→ **Exercise prompt**: Repeat the records below line by line, exactly, finishing on the line that contains "let params = match".

Stored items

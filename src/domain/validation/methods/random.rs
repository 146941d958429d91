//! `random`: takes no parameters

use std::sync::LazyLock;

use serde::Serialize;

use crate::domain::validation::engine::RpcCommand;
use crate::domain::validation::fields::{FromValidated, ValidatedFields};
use crate::domain::validation::registry::MethodRegistry;
use crate::domain::validation::types::{ContractViolation, RpcSpec};

#[derive(Debug, Clone, Default, PartialEq, Serialize)]
pub struct RandomInput {}

impl FromValidated for RandomInput {
    fn from_validated(_fields: &ValidatedFields<'_>) -> Result<Self, ContractViolation> {
        Ok(Self {})
    }
}

static SPEC: LazyLock<RpcSpec> = LazyLock::new(RpcSpec::default);

pub struct Random;

impl RpcCommand for Random {
    const NAME: &'static str = "random";
    type Input = RandomInput;

    fn spec(_api_version: u32) -> &'static RpcSpec {
        &SPEC
    }
}

pub fn register(registry: &mut MethodRegistry) {
    registry.register::<Random>();
}
use serde_json::{Map, Value};

use crate::domain::rpc::{ProtocolError, ServerError, Status};

/// How a request reached the server
#[derive(Debug, Clone, Copy, PartialEq, Eq)]
pub enum Transport {
    /// `{"method": …, "params": [{…}]}`
    Http,
    /// `{"command": …, …}` with parameters inline
    WebSocket,
}

/// Command name and parameters pulled out of a raw request
#[derive(Debug, Clone, PartialEq)]
pub struct RequestEnvelope {
    pub command: String,
    pub params: Value,
    pub id: Option<Value>,
    pub transport: Transport,
}

impl RequestEnvelope {
    /// Frame a JSON-RPC style request
    pub fn from_http(request: Value) -> Result<Self, Status> {
        let Value::Object(mut request) = request else {
            return Err(Status::new(ProtocolError::BadSyntax));
        };

        let command = command_name(&request, "method")?;
        let params = match request.remove("params") {
            None => Value::Object(Map::new()),
            Some(Value::Array(params)) => single_object(params)?,
            Some(_) => return Err(Status::new(ServerError::ParamsUnparseable)),
        };

        Ok(Self {
            command,
            params,
            id: request.remove("id"),
            transport: Transport::Http,
        })
    }

    /// Frame a WebSocket style request
    pub fn from_ws(request: Value) -> Result<Self, Status> {
        let Value::Object(request) = request else {
            return Err(Status::new(ProtocolError::BadSyntax));
        };

        let command = command_name(&request, "command")?;
        let id = request.get("id").cloned();

        Ok(Self {
            command,
            params: Value::Object(request),
            id,
            transport: Transport::WebSocket,
        })
    }

    /// Frame a request of either shape, keyed on whether it names a `method`
    pub fn from_value(request: Value) -> Result<Self, Status> {
        if request.get("method").is_some() {
            Self::from_http(request)
        } else {
            Self::from_ws(request)
        }
    }
}

fn command_name(request: &Map<String, Value>, key: &str) -> Result<String, Status> {
    match request.get(key) {
        None | Some(Value::Null) => Err(Status::new(ServerError::CommandIsMissing)),
        Some(Value::String(name)) if name.is_empty() => Err(Status::new(ServerError::CommandIsEmpty)),
        Some(Value::String(name)) => Ok(name.clone()),
        Some(_) => Err(Status::new(ServerError::CommandNotString)),
    }
}

fn single_object(params: Vec<Value>) -> Result<Value, Status> {
    match <[Value; 1]>::try_from(params) {
        Ok([params @ Value::Object(_)]) => Ok(params),
        _ => Err(Status::new(ServerError::ParamsUnparseable)),
    }
}
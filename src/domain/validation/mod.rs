//! Domain validation module
//!
//! This module contains the declarative parameter validation engine: the
//! step capabilities, field and command specifications, the ledger-specific
//! validator catalogue and the per-command specifications built from them.

pub mod bounds;
pub mod catalogue;
pub mod checker;
pub mod codec;
pub mod engine;
pub mod fields;
pub mod meta;
pub mod methods;
pub mod modifiers;
pub mod registry;
pub mod types;
pub mod validators;

pub use bounds::{Bound, Conversion};
pub use catalogue::{AccountCursor, Issue, LedgerIndex};
pub use checker::JsonType;
pub use engine::{validate, validate_with, RpcCommand, Validated};
pub use fields::{FromValidated, ValidatedFields};
pub use registry::{CommandEntry, CommandInput, MethodRegistry};
pub use types::{
    ContractViolation, FieldSpec, MetaProcessor, Modifier, Outcome, RpcSpec, Step, Validator,
};
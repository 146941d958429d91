//! Request framing: the API version window and the HTTP/WebSocket envelope

pub mod api_version;
pub mod envelope;

pub use api_version::ApiVersionParser;
pub use envelope::{RequestEnvelope, Transport};
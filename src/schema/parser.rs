//! JSON schema parser for Avro schemas.
//!
//! Parses Avro schema JSON into a [`Schema`] arena, resolving named type
//! references (including self-references and references to types declared
//! later in the text) and enforcing the structural rules of the format.

use std::collections::{HashMap, HashSet};

use serde_json::{Map, Value};
use tracing::{debug, warn};

use crate::error::SchemaError;
use crate::schema::{
    EnumSchema, FieldSchema, FixedSchema, NamedRef, NodeId, RecordSchema, Schema, SchemaNode,
};

/// Parse an Avro schema from a JSON string.
///
/// # Example
/// ```
/// use avro_json_udf::schema::{parse_schema, SchemaNode};
///
/// let schema = parse_schema(r#""string""#).unwrap();
/// assert_eq!(schema.root_node(), &SchemaNode::String);
/// ```
pub fn parse_schema(json: &str) -> Result<Schema, SchemaError> {
    parse_schema_with_options(json, false)
}

/// Parse an Avro schema from a JSON string with validation options.
///
/// With `strict` set, names that break the Avro naming rules
/// (`[A-Za-z_][A-Za-z0-9_]*` per dotted segment) fail the parse. Otherwise
/// they are logged and accepted, which keeps schemas from lenient producers
/// usable. Structural rules (unique field names, union shape, fixed size,
/// reference resolution) are enforced in both modes.
pub fn parse_schema_with_options(json: &str, strict: bool) -> Result<Schema, SchemaError> {
    let value: Value = serde_json::from_str(json).map_err(|e| SchemaError::MalformedText {
        path: ROOT_PATH.to_string(),
        message: format!("Invalid JSON: {}", e),
    })?;

    SchemaParser::new().with_strict(strict).parse(&value)
}

const ROOT_PATH: &str = "$";

/// A reference whose target is looked up once every declaration is known.
#[derive(Debug)]
struct PendingRef {
    node: NodeId,
    /// Name qualified with the enclosing namespace.
    qualified: String,
    /// The bare name, tried when the qualified one is not declared.
    fallback: Option<String>,
    path: String,
}

/// Schema parser with named type resolution context.
///
/// A parser builds exactly one schema; [`SchemaParser::parse`] consumes it.
#[derive(Debug, Default)]
pub struct SchemaParser {
    nodes: Vec<SchemaNode>,
    /// Registry of named types by their fully qualified name
    names: HashMap<String, NodeId>,
    /// Current namespace for resolving unqualified names
    current_namespace: Option<String>,
    pending_refs: Vec<PendingRef>,
    unions: Vec<(NodeId, String)>,
    path: Vec<String>,
    strict_schema: bool,
}

/// Name, namespace and full name of a record, enum or fixed declaration.
struct Declaration {
    name: String,
    namespace: Option<String>,
    fullname: String,
}
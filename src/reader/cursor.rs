//! Bounds-checked read position over a byte buffer.

use crate::error::DecodeError;

/// Read position over an input buffer.
///
/// Every read either advances the position or fails with a
/// [`DecodeErrorKind::Truncated`](crate::error::DecodeErrorKind::Truncated)
/// error carrying the offset the read started at.
#[derive(Debug, Clone)]
pub struct Cursor<'a> {
    data: &'a [u8],
    pos: usize,
}

impl<'a> Cursor<'a> {
    pub fn new(data: &'a [u8]) -> Self {
        Self { data, pos: 0 }
    }

    /// Bytes consumed so far.
    #[inline]
    pub fn position(&self) -> usize {
        self.pos
    }

    /// Bytes left to read.
    #[inline]
    pub fn remaining(&self) -> usize {
        self.data.len() - self.pos
    }

    #[inline]
    pub fn is_empty(&self) -> bool {
        self.remaining() == 0
    }

    #[inline]
    pub fn read_u8(&mut self) -> Result<u8, DecodeError> {
        match self.data.get(self.pos) {
            Some(byte) => {
                self.pos += 1;
                Ok(*byte)
            }
            None => Err(DecodeError::truncated(self.pos, 1, 0)),
        }
    }

    /// Borrow the next `len` bytes.
    #[inline]
    pub fn read_slice(&mut self, len: usize) -> Result<&'a [u8], DecodeError> {
        let available = self.remaining();
        if len > available {
            return Err(DecodeError::truncated(self.pos, len, available));
        }
        let slice = &self.data[self.pos..self.pos + len];
        self.pos += len;
        Ok(slice)
    }

    /// Read exactly `N` bytes into an array.
    #[inline]
    pub fn read_array<const N: usize>(&mut self) -> Result<[u8; N], DecodeError> {
        let mut out = [0u8; N];
        out.copy_from_slice(self.read_slice(N)?);
        Ok(out)
    }
}
//! Avro schema types and parsing.
//!
//! This module defines the Avro schema model as an arena of type nodes,
//! the JSON schema parser with named type resolution, and rendering of a
//! parsed schema back to schema JSON.

mod parser;
mod types;

pub use parser::{parse_schema, parse_schema_with_options, SchemaParser};
pub use types::*;
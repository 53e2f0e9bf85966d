//! Decoded value tree.

/// Represents a decoded Avro value.
///
/// Values carry no schema pointer; the JSON encoder and the binary writer
/// always receive the schema node a value was decoded against. Ints and
/// longs share [`AvroValue::Long`], floats and doubles share
/// [`AvroValue::Double`], and fixed values are [`AvroValue::Bytes`] of the
/// declared size.
#[derive(Debug, Clone, PartialEq)]
pub enum AvroValue {
    /// Null value
    Null,
    /// Boolean value
    Boolean(bool),
    /// Int or long
    Long(i64),
    /// Float (widened) or double
    Double(f64),
    /// Bytes or fixed
    Bytes(Vec<u8>),
    /// UTF-8 string
    String(String),
    /// Enum variant (index and symbol name)
    Enum(usize, String),
    /// Array of values
    Array(Vec<AvroValue>),
    /// Map entries in encoded order
    Map(Vec<(String, AvroValue)>),
    /// Record field values, aligned with the schema's field order
    Record(Vec<AvroValue>),
    /// Union variant (branch index and value)
    Union(usize, Box<AvroValue>),
}

impl AvroValue {
    /// Short name of the variant, for mismatch messages.
    pub fn kind_name(&self) -> &'static str {
        match self {
            AvroValue::Null => "null",
            AvroValue::Boolean(_) => "boolean",
            AvroValue::Long(_) => "long",
            AvroValue::Double(_) => "double",
            AvroValue::Bytes(_) => "bytes",
            AvroValue::String(_) => "string",
            AvroValue::Enum(..) => "enum",
            AvroValue::Array(_) => "array",
            AvroValue::Map(_) => "map",
            AvroValue::Record(_) => "record",
            AvroValue::Union(..) => "union",
        }
    }

    /// Wrap `value` as union branch `index`.
    pub fn union(index: usize, value: AvroValue) -> Self {
        AvroValue::Union(index, Box::new(value))
    }

    pub fn is_null(&self) -> bool {
        matches!(self, AvroValue::Null)
    }
}

impl From<bool> for AvroValue {
    fn from(value: bool) -> Self {
        AvroValue::Boolean(value)
    }
}

impl From<i32> for AvroValue {
    fn from(value: i32) -> Self {
        AvroValue::Long(value.into())
    }
}

impl From<i64> for AvroValue {
    fn from(value: i64) -> Self {
        AvroValue::Long(value)
    }
}

impl From<f64> for AvroValue {
    fn from(value: f64) -> Self {
        AvroValue::Double(value)
    }
}

impl From<&str> for AvroValue {
    fn from(value: &str) -> Self {
        AvroValue::String(value.to_string())
    }
}

impl From<String> for AvroValue {
    fn from(value: String) -> Self {
        AvroValue::String(value)
    }
}

impl From<Vec<u8>> for AvroValue {
    fn from(value: Vec<u8>) -> Self {
        AvroValue::Bytes(value)
    }
}
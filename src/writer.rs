//! Avro binary encoder.
//!
//! Writes a value tree back to the binary layout the decoder reads. Used to
//! build fixtures for tests and benchmarks; it is not on the decode path.

use crate::error::EncodeError;
use crate::path::{render_path, PathSegment};
use crate::reader::varint::write_zigzag;
use crate::reader::AvroValue;
use crate::schema::{NodeId, RecordSchema, Schema, SchemaNode};

/// How array and map blocks are framed.
#[derive(Debug, Clone, Copy, PartialEq, Eq, Default)]
pub enum BlockStyle {
    /// One block with a positive item count, then the zero terminator.
    #[default]
    Counted,
    /// One block with a negative item count and its byte size, then the
    /// zero terminator.
    Sized,
}

/// Encode a value of `schema`'s root type.
pub fn encode_value(value: &AvroValue, schema: &Schema) -> Result<Vec<u8>, EncodeError> {
    encode_node(value, schema, schema.root(), BlockStyle::Counted)
}

/// Encode a value of an arbitrary node with the given block framing.
pub fn encode_node(
    value: &AvroValue,
    schema: &Schema,
    node: NodeId,
    style: BlockStyle,
) -> Result<Vec<u8>, EncodeError> {
    let mut writer = Writer {
        schema,
        style,
        path: Vec::new(),
    };
    let mut out = Vec::new();
    writer.write(&mut out, value, node)?;
    Ok(out)
}

struct Writer<'p> {
    schema: &'p Schema,
    style: BlockStyle,
    path: Vec<PathSegment<'p>>,
}

impl<'p> Writer<'p> {
    fn write(
        &mut self,
        out: &mut Vec<u8>,
        value: &'p AvroValue,
        id: NodeId,
    ) -> Result<(), EncodeError> {
        let schema = self.schema;
        match (schema.resolved_node(id), value) {
            (SchemaNode::Array(items), AvroValue::Array(values)) => {
                self.write_array(out, *items, values)
            }
            (SchemaNode::Map(values), AvroValue::Map(entries)) => {
                self.write_map(out, *values, entries)
            }
            (SchemaNode::Record(record), AvroValue::Record(fields)) => {
                self.write_record(out, record, fields)
            }
            (SchemaNode::Union(branches), AvroValue::Union(index, inner)) => {
                let branch = *branches.get(*index).ok_or_else(|| {
                    self.mismatch(
                        &format!("branch index below {}", branches.len()),
                        format!("branch {}", index),
                    )
                })?;
                write_index(out, *index);
                self.write(out, inner, branch)
            }
            (node, value) => self.write_primitive(out, node, value),
        }
    }

    #[inline(never)]
    fn write_primitive(
        &self,
        out: &mut Vec<u8>,
        node: &SchemaNode,
        value: &AvroValue,
    ) -> Result<(), EncodeError> {
        match (node, value) {
            (SchemaNode::Null, AvroValue::Null) => {}
            (SchemaNode::Boolean, AvroValue::Boolean(b)) => out.push(u8::from(*b)),
            (SchemaNode::Int, AvroValue::Long(n)) => {
                if i32::try_from(*n).is_err() {
                    return Err(self.mismatch("int", format!("long {}", n)));
                }
                write_zigzag(out, *n);
            }
            (SchemaNode::Long, AvroValue::Long(n)) => write_zigzag(out, *n),
            (SchemaNode::Float, AvroValue::Double(f)) => {
                out.extend_from_slice(&(*f as f32).to_le_bytes())
            }
            (SchemaNode::Double, AvroValue::Double(f)) => out.extend_from_slice(&f.to_le_bytes()),
            (SchemaNode::Bytes, AvroValue::Bytes(bytes)) => write_bytes(out, bytes),
            (SchemaNode::String, AvroValue::String(s)) => write_bytes(out, s.as_bytes()),
            (SchemaNode::Fixed(fixed), AvroValue::Bytes(bytes)) => {
                if bytes.len() != fixed.size {
                    return Err(self.mismatch(
                        &format!("{} bytes", fixed.size),
                        format!("{} bytes", bytes.len()),
                    ));
                }
                out.extend_from_slice(bytes);
            }
            (SchemaNode::Enum(e), AvroValue::Enum(index, _)) => {
                if *index >= e.symbols.len() {
                    return Err(self.mismatch(
                        &format!("symbol index below {}", e.symbols.len()),
                        format!("index {}", index),
                    ));
                }
                write_index(out, *index);
            }
            (node, value) => return Err(self.mismatch(node.kind_name(), value.kind_name())),
        }
        Ok(())
    }

    #[inline(never)]
    fn write_array(
        &mut self,
        out: &mut Vec<u8>,
        items: NodeId,
        values: &'p [AvroValue],
    ) -> Result<(), EncodeError> {
        let mut block = Vec::new();
        for (i, item) in values.iter().enumerate() {
            self.path.push(PathSegment::Index(i));
            self.write(&mut block, item, items)?;
            self.path.pop();
        }
        self.write_block(out, values.len(), &block);
        Ok(())
    }

    #[inline(never)]
    fn write_map(
        &mut self,
        out: &mut Vec<u8>,
        values: NodeId,
        entries: &'p [(String, AvroValue)],
    ) -> Result<(), EncodeError> {
        let mut block = Vec::new();
        for (key, entry) in entries {
            write_bytes(&mut block, key.as_bytes());
            self.path.push(PathSegment::Key(key));
            self.write(&mut block, entry, values)?;
            self.path.pop();
        }
        self.write_block(out, entries.len(), &block);
        Ok(())
    }

    #[inline(never)]
    fn write_record(
        &mut self,
        out: &mut Vec<u8>,
        record: &'p RecordSchema,
        fields: &'p [AvroValue],
    ) -> Result<(), EncodeError> {
        if fields.len() != record.fields.len() {
            return Err(self.mismatch(
                &format!("{} fields of {}", record.fields.len(), record.fullname()),
                format!("{} fields", fields.len()),
            ));
        }
        for (field, field_value) in record.fields.iter().zip(fields) {
            self.path.push(PathSegment::Field(&field.name));
            self.write(out, field_value, field.schema)?;
            self.path.pop();
        }
        Ok(())
    }

    fn write_block(&self, out: &mut Vec<u8>, count: usize, items: &[u8]) {
        if count > 0 {
            let count = count as i64;
            match self.style {
                BlockStyle::Counted => write_zigzag(out, count),
                BlockStyle::Sized => {
                    write_zigzag(out, -count);
                    write_zigzag(out, items.len() as i64);
                }
            }
            out.extend_from_slice(items);
        }
        out.push(0);
    }

    fn mismatch(&self, expected: &str, found: impl Into<String>) -> EncodeError {
        EncodeError::Mismatch {
            path: render_path(&self.path),
            expected: expected.to_string(),
            found: found.into(),
        }
    }
}

fn write_bytes(out: &mut Vec<u8>, bytes: &[u8]) {
    write_zigzag(out, bytes.len() as i64);
    out.extend_from_slice(bytes);
}

fn write_index(out: &mut Vec<u8>, index: usize) {
    write_zigzag(out, index as i64);
}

→ **Problem solution**:
filename src/domain/validation/methods/random.rs
repository 146941d958429d91
//! `random`: takes no parameters

use std::sync::LazyLock;

use serde::Serialize;

use crate::domain::validation::engine::RpcCommand;
use crate::domain::validation::fields::{FromValidated, ValidatedFields};
use crate::domain::validation::registry::MethodRegistry;
use crate::domain::validation::types::{ContractViolation, RpcSpec};

#[derive(Debug, Clone, Default, PartialEq, Serialize)]
pub struct RandomInput {}

impl FromValidated for RandomInput {
    fn from_validated(_fields: &ValidatedFields<'_>) -> Result<Self, ContractViolation> {
        Ok(Self {})
    }
}

static SPEC: LazyLock<RpcSpec> = LazyLock::new(RpcSpec::default);

pub struct Random;

impl RpcCommand for Random {
    const NAME: &'static str = "random";
    type Input = RandomInput;

    fn spec(_api_version: u32) -> &'static RpcSpec {
        &SPEC
    }
}

pub fn register(registry: &mut MethodRegistry) {
    registry.register::<Random>();
}
use serde_json::{Map, Value};

use crate::domain::rpc::{ProtocolError, ServerError, Status};

/// How a request reached the server
#[derive(Debug, Clone, Copy, PartialEq, Eq)]
pub enum Transport {
    /// `{"method": …, "params": [{…}]}`
    Http,
    /// `{"command": …, …}` with parameters inline
    WebSocket,
}

/// Command name and parameters pulled out of a raw request
#[derive(Debug, Clone, PartialEq)]
pub struct RequestEnvelope {
    pub command: String,
    pub params: Value,
    pub id: Option<Value>,
    pub transport: Transport,
}

impl RequestEnvelope {
    /// Frame a JSON-RPC style request
    pub fn from_http(request: Value) -> Result<Self, Status> {
        let Value::Object(mut request) = request else {
            return Err(Status::new(ProtocolError::BadSyntax));
        };

        let command = command_name(&request, "method")?;
        let params = match request.remove("params") {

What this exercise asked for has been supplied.